Su 83,2 milioni di abitanti, e 60,4 di aventi diritto al voto, i tedeschi dell’Est sono solo 12,5 milioni e circa 10 gli elettori. Una minoranza ma potrebbero fare la differenza. Il fattore Est non è la sola variabile di queste elezioni caratterizzate da paradossi e sorprese. A cominciare dal quadro generale. Per chi è abituato a pensare a una Germania efficiente e organizzata, niente di tutto ciò all’orizzonte di queste elezioni storiche del dopo Merkel. C’era una volta la Germania, verrebbe da dire. Ad esempio Afghanistan: nei giorni del ritiro del contingente tedesco, è stato un continuo rimpallo di responsabilità per i ritardi e il caos fra governo, ministri e servizi segreti: se questi abbiano allertato in tempo e il governo abbia dormito o traccheggiato? O, viceversa, se il Bnd, malgrado i massicci finanziamenti con cui viene foraggiato, abbia preso un granchio nella valutazione della situazione? Nella girandola di accuse e sospetti si sono levate le richieste di dimissioni dei ministri di esteri, difesa, interni e dell’intero governo: richieste cadute nel vuoto con le elezioni alle porte. Alla fine la Bundeswehr ha portato via 4.587 persone di cui 3.849 afghani: meno dell’Italia che nell’operazione Aquila Omnia ha messo in salvo 5.011 persone di cui 4.890 afghani.
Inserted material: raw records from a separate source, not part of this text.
//! Session handling
//!
//! Sessions are JWTs (HS256, keyed by `SECRET_KEY`) carried in the
//! `tr_session` cookie: HttpOnly, SameSite=Lax, 30-minute sliding expiry.
//! The [`SessionUser`] extractor validates the cookie; the
//! [`sliding_refresh`] middleware re-issues it on every authenticated
//! response so active users never hit the expiry.

use axum::extract::{FromRequestParts, Request, State};
use axum::http::header::{COOKIE, SET_COOKIE};
use axum::http::request::Parts;
use axum::http::{HeaderMap, HeaderValue};
use axum::middleware::Next;
use axum::response::Response;
use chrono::Utc;
use jsonwebtoken::{DecodingKey, EncodingKey, Header, Validation, decode, encode};
use serde::{Deserialize, Serialize};

use crate::core::ServerState;
use crate::utils::{AppError, AppResult};

pub const SESSION_COOKIE: &str = "tr_session";

/// JWT claims carried in the session cookie.
#[derive(Debug, Clone, Serialize, Deserialize)]
pub struct Claims {
    /// Telegram user id
    pub sub: i64,
    /// Display name captured at verification time
    pub name: String,
    pub iat: i64,
    pub exp: i64,
}

/// Issues and validates session tokens.
#[derive(Clone)]
pub struct SessionService {
    encoding: EncodingKey,
    decoding: DecodingKey,
    minutes: i64,
}

impl SessionService {
    pub fn new(secret: &str, minutes: i64) -> Self {
        Self {
            encoding: EncodingKey::from_secret(secret.as_bytes()),
            decoding: DecodingKey::from_secret(secret.as_bytes()),
            minutes,
        }
    }

    pub fn issue(&self, user_id: i64, name: &str) -> AppResult<String> {
        let now = Utc::now().timestamp();
        let claims = Claims {
            sub: user_id,
            name: name.to_string(),
            iat: now,
            exp: now + self.minutes * 60,
        };
        encode(&Header::default(), &claims, &self.encoding)
            .map_err(|e| AppError::Internal(format!("token signing failed: {e}")))
    }

    pub fn verify(&self, token: &str) -> AppResult<Claims> {
        decode::<Claims>(token, &self.decoding, &Validation::default())
            .map(|data| data.claims)
            .map_err(|e| match e.kind() {
                jsonwebtoken::errors::ErrorKind::ExpiredSignature => AppError::SessionExpired,
                _ => AppError::Unauthorized,
            })
    }

    /// `Set-Cookie` value for a freshly issued token.
    pub fn cookie_value(&self, token: &str) -> String {
        format!(
            "{SESSION_COOKIE}={token}; Path=/; HttpOnly; SameSite=Lax; Max-Age={}",
            self.minutes * 60
        )
    }
}

/// Pull the session token out of the `Cookie` header.
fn session_token(headers: &HeaderMap) -> Option<&str> {
    headers
        .get(COOKIE)?
        .to_str()
        .ok()?
        .split(';')
        .map(str::trim)
        .find_map(|pair| pair.strip_prefix(SESSION_COOKIE)?.strip_prefix('='))
}

/// Authenticated session user, extracted from the cookie.
#[derive(Debug, Clone)]
pub struct SessionUser {
    pub user_id: i64,
    pub name: String,
}

impl FromRequestParts<ServerState> for SessionUser {
    type Rejection = AppError;

    async fn from_request_parts(
        parts: &mut Parts,
        state: &ServerState,
    ) -> Result<Self, Self::Rejection> {
        if let Some(user) = parts.extensions.get::<SessionUser>() {
            return Ok(user.clone());
        }
        let token = session_token(&parts.headers).ok_or(AppError::Unauthorized)?;
        let claims = state.sessions.verify(token)?;
        let user = SessionUser {
            user_id: claims.sub,
            name: claims.name,
        };
        parts.extensions.insert(user.clone());
        Ok(user)
    }
}

/// Sliding renewal: any request arriving with a valid session leaves with a
/// fresh cookie. Requests without a session pass through untouched.
pub async fn sliding_refresh(
    State(state): State<ServerState>,
    request: Request,
    next: Next,
) -> Response {
    let claims = session_token(request.headers())
        .and_then(|token| state.sessions.verify(token).ok());

    let mut response = next.run(request).await;

    if let Some(claims) = claims {
        if let Ok(token) = state.sessions.issue(claims.sub, &claims.name) {
            if let Ok(value) = HeaderValue::from_str(&state.sessions.cookie_value(&token)) {
                response.headers_mut().append(SET_COOKIE, value);
            }
        }
    }
    response
}

#[cfg(test)]
mod tests {
    use super::*;

    fn service() -> SessionService {
        SessionService::new("a-test-secret-key-at-least-32-bytes!", 30)
    }

    #[test]
    fn issued_token_round_trips() {
        let sessions = service();
        let token = sessions.issue(42, "sara").expect("issue");
        let claims = sessions.verify(&token).expect("verify");
        assert_eq!(claims.sub, 42);
        assert_eq!(claims.name, "sara");
        assert!(claims.exp - claims.iat == 30 * 60);
    }

    #[test]
    fn wrong_key_is_rejected() {
        let token = service().issue(42, "sara").expect("issue");
        let other = SessionService::new("another-secret-key-also-32-bytes!!!!", 30);
        assert!(matches!(
            other.verify(&token),
            Err(AppError::Unauthorized)
        ));
    }

    #[test]
    fn cookie_header_parsing_finds_the_session() {
        let mut headers = HeaderMap::new();
        headers.insert(
            COOKIE,
            HeaderValue::from_static("theme=dark; tr_session=abc.def.ghi; lang=ar"),
        );
        assert_eq!(session_token(&headers), Some("abc.def.ghi"));
    }

    #[test]
    fn cookie_value_carries_the_attributes() {
        let value = service().cookie_value("tok");
        assert!(value.starts_with("tr_session=tok;"));
        assert!(value.contains("HttpOnly"));
        assert!(value.contains("SameSite=Lax"));
        assert!(value.contains("Max-Age=1800"));
    }
}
A luglio, il disastro inondazioni in Renania-Palatinato e Nord-Reno-Vestfalia: una cosa mai vista in Germania, sia per dimensioni (da hurricane americano o tifone asiatico, con quasi 200 morti, interi paesi e infrastrutture spazzati via e danni incalcolabili) sia per inefficienza delle autorità locali che non hanno comunicato tempestivamente alla popolazione l’allarme arrivato invece per tempo. “Il sistema di allarme europeo ha funzionato, è scattato il 10 giugno (l’inondazione è cominciata il 14), se fosse stato dato in tempo si sarebbero potute evitare decine, forse centinaia di vittime: è omicidio colposo, la procura indaga”, sottolinea Metzger.
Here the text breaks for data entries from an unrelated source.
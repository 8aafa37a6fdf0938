//! Data models
//!
//! Shared between souq-server and its API consumers. The server keeps its
//! own store-level record types (with SurrealDB record ids) and converts to
//! these wire types at the API boundary.

pub mod category;
pub mod charge_key;
pub mod item;
pub mod order;
pub mod user;

// Re-exports
pub use category::*;
pub use charge_key::*;
pub use item::*;
pub use order::*;
pub use user::*;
Pasticci e caos anche nella pandemia, dai ritardi con mascherine e vaccini al flop della Warn-App (la Immuni tedesca) e di internet e l’insegnamento digitale a distanza nelle scuole: secondo Metzger, è stato “un anno e mezzo di fallimenti delle prestazioni evidenziato in Germania”. E poi la turbolenta campagna elettorale. La scelta di Laschet alla leadeship della Cdu al posto di Friedrich Merz (esponente dell’ala conservatrice che avrebbe significato una rottura con l’era Merkel), e anche a candidato cancelliere al posto di Markus Söder (governatore della Baviera e leader Csu, dato per favorito in tutti i sondaggi con una spinta per l’Unione ben oltre il 30 per cento) è stata secondo Metzger dettata da logiche di partito. Non si dice però affatto sicuro che a conti fatti con Söder, un “abile opportunista”, le cose alle urne andrebbero meglio. Nei sondaggi la Csu non brilla e in Baviera perde l’8 per cento rispetto alle ultime legislative, osserva: “Evidentemente il bavarese non convince tutti”. Inoltre non bisogna sopravvalutare la “Kanzlerfrage”, la questione del cancelliere. Si votano i partiti e alla fine possono pesare anche fattori come la fedeltà degli elettori che, anche se delusi, nell’urna finiscono poi per mettere la crocetta dove l’hanno sempre messa. Senza contare che il 25 per cento degli elettori sono ancora indecisi. Come dire: da qui al 26 settembre le cose possono cambiare e per Laschet, forse, non è persa l’ultima speranza.
La partita per la cancelleria è ancora aperta anche se a questo punto, con la Baerbock fuori dal gioco, si disputa solo fra Laschet e Scholz. Anche per Spiegel, Laschet è risultato poco brillante e perdente nel duello tv, ma proprio per questo alla fine potrebbe vincere perché la sua strategia è concentrarsi sullo zoccolo duro dell’elettorato Cdu: tradizionale, fedele, detesta gli esperimenti e vuole stabilità e affidabilità, a scapito magari dei contenuti.